A. Overexpression of LACE1 leads to increased mitochondrial accumulation of p53 and its nuclear reduction. Whole-cell lysates (WCL), mitochondrial protein lysates (MITO) and nuclear extracts (NUCLEAR) were prepared from control cell line (Control) and from LACE1 KD cell line transfected with either the empty expression vector or LACE1-FLAG construct and subsequently immunoblotted with antibodies to p53, Bax and PUMA. Equal protein loading and fractionation efficiency was monitored using antibodies to TIMM50, histone H3 and α-tubulin.

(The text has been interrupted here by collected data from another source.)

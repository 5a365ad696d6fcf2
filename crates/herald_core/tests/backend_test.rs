mod common;

use async_trait::async_trait;
use common::{ALICE, ALICE_DM, BOB, BOT, GENERAL, MockDirectory, Recorded, RecordingTransport, user};
use herald_core::{
    Backend, ConnectionState, DiscordConfig, Framework, Identifier, InboundEvent, Message,
    Outbound, Person, Presence, RawMessage, RawStatus, RoomOccupant, SendTarget, Status, UserId,
};
use herald_error::DispatchErrorKind;
use parking_lot::Mutex;
use std::io::Write;
use std::sync::Arc;

/// Framework that answers `!ping` and records every hook call.
#[derive(Debug, Default)]
struct RecordingFramework {
    calls: Mutex<Vec<String>>,
}

impl RecordingFramework {
    fn calls(&self) -> Vec<String> {
        self.calls.lock().clone()
    }

    fn record(&self, call: impl Into<String>) {
        self.calls.lock().push(call.into());
    }
}

#[async_trait]
impl Framework for RecordingFramework {
    async fn connect_callback(&self, _backend: &Backend) {
        self.record("connect");
    }

    async fn disconnect_callback(&self) {
        self.record("disconnect");
    }

    async fn process_message(&self, _backend: &Backend, message: &Message) -> bool {
        message.body.starts_with('!')
    }

    async fn callback_message(&self, backend: &Backend, message: &Message) {
        self.record(format!("message:{}", message.body));
        if message.body == "!ping" {
            let reply = backend
                .build_reply(message, "pong", false, false)
                .expect("backend is ready");
            backend.send_message(&reply).expect("origin is sendable");
        }
    }

    async fn callback_mention(&self, _backend: &Backend, _message: &Message, mentions: &[RoomOccupant]) {
        let ids: Vec<String> = mentions.iter().map(|m| m.id().to_string()).collect();
        self.record(format!("mention:{}", ids.join(",")));
    }

    async fn callback_presence(&self, _backend: &Backend, presence: &Presence) {
        self.record(format!("presence:{}:{}", presence.person.id(), presence.status));
    }
}

struct Harness {
    directory: Arc<MockDirectory>,
    transport: Arc<RecordingTransport>,
    framework: Arc<RecordingFramework>,
    backend: Backend,
}

fn harness() -> Harness {
    let directory = Arc::new(MockDirectory::populated());
    let transport = Arc::new(RecordingTransport::new(Arc::clone(&directory)));
    let framework = Arc::new(RecordingFramework::default());
    let backend = Backend::new(
        &DiscordConfig::default(),
        directory.clone(),
        transport.clone(),
        framework.clone(),
    );
    Harness {
        directory,
        transport,
        framework,
        backend,
    }
}

async fn ready_harness() -> Harness {
    let harness = harness();
    harness.backend.start();
    harness.backend.on_ready().await.expect("current user is known");
    harness
}

fn group_message(author: UserId, content: &str) -> InboundEvent {
    InboundEvent::Message(RawMessage {
        channel_id: GENERAL,
        private: false,
        author_id: author,
        content: content.to_string(),
        mentions: Vec::new(),
        embeds: Vec::new(),
    })
}

#[tokio::test]
async fn test_lifecycle_states() {
    let harness = harness();
    assert_eq!(harness.backend.state(), ConnectionState::Uninitialized);
    assert!(harness.backend.bot_identifier().is_none());

    harness.backend.start();
    assert_eq!(harness.backend.state(), ConnectionState::Connecting);

    harness.backend.on_ready().await.expect("current user is known");
    assert_eq!(harness.backend.state(), ConnectionState::Ready);
    assert_eq!(harness.backend.bot_identifier().map(|bot| bot.id()), Some(BOT));
    assert_eq!(harness.framework.calls(), vec!["connect"]);

    harness.backend.disconnect().await;
    assert_eq!(harness.backend.state(), ConnectionState::Disconnected);
}

#[tokio::test]
async fn test_second_ready_keeps_bot_identity() {
    let harness = ready_harness().await;

    harness
        .directory
        .set_current_user(user(UserId(77), "impostor", Some(1), true));
    harness.backend.on_ready().await.expect("second ready is a no-op");

    assert_eq!(harness.backend.bot_identifier().map(|bot| bot.id()), Some(BOT));
    assert_eq!(harness.framework.calls(), vec!["connect"]);
}

#[tokio::test]
async fn test_ready_without_current_user_fails() {
    let directory = Arc::new(MockDirectory::default());
    let transport = Arc::new(RecordingTransport::new(Arc::clone(&directory)));
    let framework = Arc::new(RecordingFramework::default());
    let backend = Backend::new(&DiscordConfig::default(), directory, transport, framework.clone());

    backend.start();
    assert!(backend.on_ready().await.is_err());
    assert_eq!(backend.state(), ConnectionState::Connecting);
    assert!(framework.calls().is_empty());
}

#[tokio::test]
async fn test_events_before_ready_are_dropped() {
    let harness = harness();
    harness.backend.start();

    harness.backend.handle_event(group_message(ALICE, "!ping")).await;
    assert!(harness.framework.calls().is_empty());
}

#[tokio::test]
async fn test_command_runs_inside_typing_scope_and_replies() {
    let harness = ready_harness().await;

    harness.backend.handle_event(group_message(ALICE, "!ping")).await;
    assert_eq!(harness.framework.calls(), vec!["connect", "message:!ping"]);

    harness.transport.wait_for(3).await;
    let events = harness.transport.events();
    let started = events
        .iter()
        .position(|e| *e == Recorded::TypingStarted(GENERAL))
        .expect("typing started");
    let stopped = events
        .iter()
        .position(|e| *e == Recorded::TypingStopped(GENERAL))
        .expect("typing stopped");
    assert!(started < stopped);
    assert!(events.contains(&Recorded::Send(
        SendTarget::Channel(GENERAL),
        Outbound::Text("pong".to_string())
    )));
}

/// Framework whose message handler panics.
struct PanickingFramework;

#[async_trait]
impl Framework for PanickingFramework {
    async fn process_message(&self, _backend: &Backend, _message: &Message) -> bool {
        true
    }

    async fn callback_message(&self, _backend: &Backend, message: &Message) {
        panic!("handler failed on {}", message.body);
    }
}

#[tokio::test]
async fn test_typing_stops_when_handler_panics() {
    let directory = Arc::new(MockDirectory::populated());
    let transport = Arc::new(RecordingTransport::new(Arc::clone(&directory)));
    let backend = Arc::new(Backend::new(
        &DiscordConfig::default(),
        directory,
        transport.clone(),
        Arc::new(PanickingFramework),
    ));
    backend.start();
    backend.on_ready().await.expect("current user is known");

    let task = {
        let backend = Arc::clone(&backend);
        tokio::spawn(async move { backend.handle_event(group_message(ALICE, "!boom")).await })
    };
    let err = task.await.expect_err("handler panic surfaces as a join error");
    assert!(err.is_panic());

    let events = transport.events();
    let started = events
        .iter()
        .position(|e| *e == Recorded::TypingStarted(GENERAL))
        .expect("typing started");
    let stopped = events
        .iter()
        .position(|e| *e == Recorded::TypingStopped(GENERAL))
        .expect("typing stopped despite the panic");
    assert!(started < stopped);
}

#[tokio::test]
async fn test_direct_command_replies_to_sender() {
    let harness = ready_harness().await;

    harness
        .backend
        .handle_event(InboundEvent::Message(RawMessage {
            channel_id: ALICE_DM,
            private: true,
            author_id: ALICE,
            content: "!ping".to_string(),
            mentions: Vec::new(),
            embeds: Vec::new(),
        }))
        .await;

    harness.transport.wait_for(3).await;
    let events = harness.transport.events();
    assert!(events.contains(&Recorded::TypingStarted(ALICE_DM)));
    assert!(events.contains(&Recorded::Send(
        SendTarget::User(ALICE),
        Outbound::Text("pong".to_string())
    )));
}

#[tokio::test]
async fn test_plain_message_is_not_dispatched() {
    let harness = ready_harness().await;

    harness.backend.handle_event(group_message(ALICE, "just chatting")).await;
    harness.transport.settle().await;

    assert_eq!(harness.framework.calls(), vec!["connect"]);
    assert!(harness.transport.events().is_empty());
}

#[tokio::test]
async fn test_mentions_are_reported_separately() {
    let harness = ready_harness().await;

    let InboundEvent::Message(mut raw) = group_message(ALICE, "hey <@12>") else {
        unreachable!();
    };
    raw.mentions = vec![BOB];
    harness.backend.handle_event(InboundEvent::Message(raw)).await;

    assert_eq!(harness.framework.calls(), vec!["connect", "mention:12"]);
}

#[tokio::test]
async fn test_presence_is_reported() {
    let harness = ready_harness().await;

    harness
        .backend
        .handle_event(InboundEvent::StatusUpdate {
            user_id: ALICE,
            before: RawStatus::Online,
            after: RawStatus::Idle,
        })
        .await;
    harness
        .backend
        .handle_event(InboundEvent::StatusUpdate {
            user_id: ALICE,
            before: RawStatus::Idle,
            after: RawStatus::Idle,
        })
        .await;

    assert_eq!(harness.framework.calls(), vec!["connect", "presence:11:away"]);
}

#[tokio::test]
async fn test_disconnect_fires_hook_once_and_closes_queue() {
    let harness = ready_harness().await;

    harness.backend.disconnect().await;
    harness.backend.disconnect().await;
    assert_eq!(harness.framework.calls(), vec!["connect", "disconnect"]);

    let bot = harness.backend.bot_identifier().expect("bot is known").clone();
    let alice = Person::from_id(harness.backend.handle().clone(), ALICE);
    let err = harness
        .backend
        .send_message(&Message::new("late", bot.into(), alice.into()))
        .expect_err("queue is closed");
    assert!(matches!(err.kind(), DispatchErrorKind::QueueClosed));

    harness.backend.handle_event(group_message(ALICE, "!ping")).await;
    assert_eq!(harness.framework.calls(), vec!["connect", "disconnect"]);
}

#[tokio::test]
async fn test_disconnect_before_start_fires_hook() {
    let harness = harness();
    harness.backend.disconnect().await;
    assert_eq!(harness.framework.calls(), vec!["disconnect"]);
}

#[tokio::test]
async fn test_build_reply_requires_ready() {
    let harness = harness();
    let alice = Person::from_id(harness.backend.handle().clone(), ALICE);
    let original = Message::new("!ping", alice.clone().into(), alice.into());

    let err = harness
        .backend
        .build_reply(&original, "pong", false, false)
        .expect_err("no bot identity yet");
    assert!(matches!(err.kind(), DispatchErrorKind::NotReady));
}

#[tokio::test]
async fn test_rooms_lists_guild_text_channels() {
    let harness = ready_harness().await;

    let mut ids: Vec<_> = harness
        .backend
        .rooms()
        .iter()
        .filter_map(|room| room.id())
        .collect();
    ids.sort();
    assert_eq!(ids, vec![GENERAL, common::ANNOUNCEMENTS]);
}

#[tokio::test]
async fn test_identifier_helpers() {
    let harness = ready_harness().await;
    let backend = &harness.backend;

    let general = backend.query_room("general").expect("room resolves");
    assert_eq!(general.room().and_then(|room| room.id()), Some(GENERAL));

    let bob = backend.build_identifier("<@12>").expect("mention parses");
    assert!(matches!(bob, Identifier::Person(ref p) if p.id() == BOB));

    let from_bot = Message::new(
        "hi",
        RoomOccupant::from_ids(backend.handle().clone(), BOT, GENERAL).into(),
        general.clone(),
    );
    let from_bob = Message::new("hi", bob.clone(), general);
    assert!(backend.is_from_self(&from_bot));
    assert!(!backend.is_from_self(&from_bob));

    let mut reply = Message::new("welcome", from_bot.from.clone(), from_bot.to.clone());
    backend.prefix_groupchat_reply(&mut reply, bob.person().expect("person"));
    assert_eq!(reply.body, "@bob welcome");
}

#[tokio::test]
async fn test_change_presence() {
    let harness = ready_harness().await;

    harness
        .backend
        .change_presence(Status::DoNotDisturb, Some("deploying".to_string()))
        .expect("queue is open");
    harness.transport.wait_for(1).await;

    assert_eq!(
        harness.transport.events(),
        vec![Recorded::SetPresence(
            Status::DoNotDisturb,
            Some("deploying".to_string())
        )]
    );
}

#[tokio::test]
async fn test_upload_file() {
    let harness = ready_harness().await;

    let mut file = tempfile::NamedTempFile::new().expect("temp file");
    file.write_all(b"build log").expect("write temp file");

    let alice = Person::from_id(harness.backend.handle().clone(), ALICE);
    let bot = harness.backend.bot_identifier().expect("bot is known").clone();
    let original = Message::new("!logs", alice.into(), bot.into());
    harness
        .backend
        .upload_file(&original, file.path())
        .await
        .expect("file is readable");
    harness.transport.wait_for(1).await;

    let events = harness.transport.events();
    let Some(Recorded::Send(target, Outbound::File { data, .. })) = events.first() else {
        panic!("expected a file, got {:?}", events);
    };
    assert_eq!(*target, SendTarget::User(ALICE));
    assert_eq!(data, b"build log");

    let err = harness
        .backend
        .upload_file(&original, "/definitely/not/here.txt")
        .await
        .expect_err("file is missing");
    assert!(matches!(err.kind(), DispatchErrorKind::Attachment(_)));
}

B. Loss of LACE1 leads to upregulation of PARL and downregulation of HTRA2. Mitochondrial protein lysates (MITO) were prepared from control cell line (Control) and from LACE1 KD cell line transfected with either the empty expression vector or LACE1-FLAG construct and subsequently immunoblotted with antibodies to OMA1, SCO2, HTRA2, FLAG, PARL and mtHSP70. C. P53 co-immunoprecipitates with LACE1-FLAG expressed in LACE1 KD background. LACE1 KD cells were transiently transfected with the empty expression vector, LACE1-FLAG construct or CLPP-FLAG construct. Mitochondrial fractions were solubilized with 1% Triton X-100 and subjected to anti-FLAG affinity purification. The bound antigens were eluted with 3x FLAG peptide solution under native conditions and processed for western blotting. Five percent (vol) of the purification input was loaded on the gels along with purified samples and immunoblotted with antibodies to FLAG, p53 and CLPP.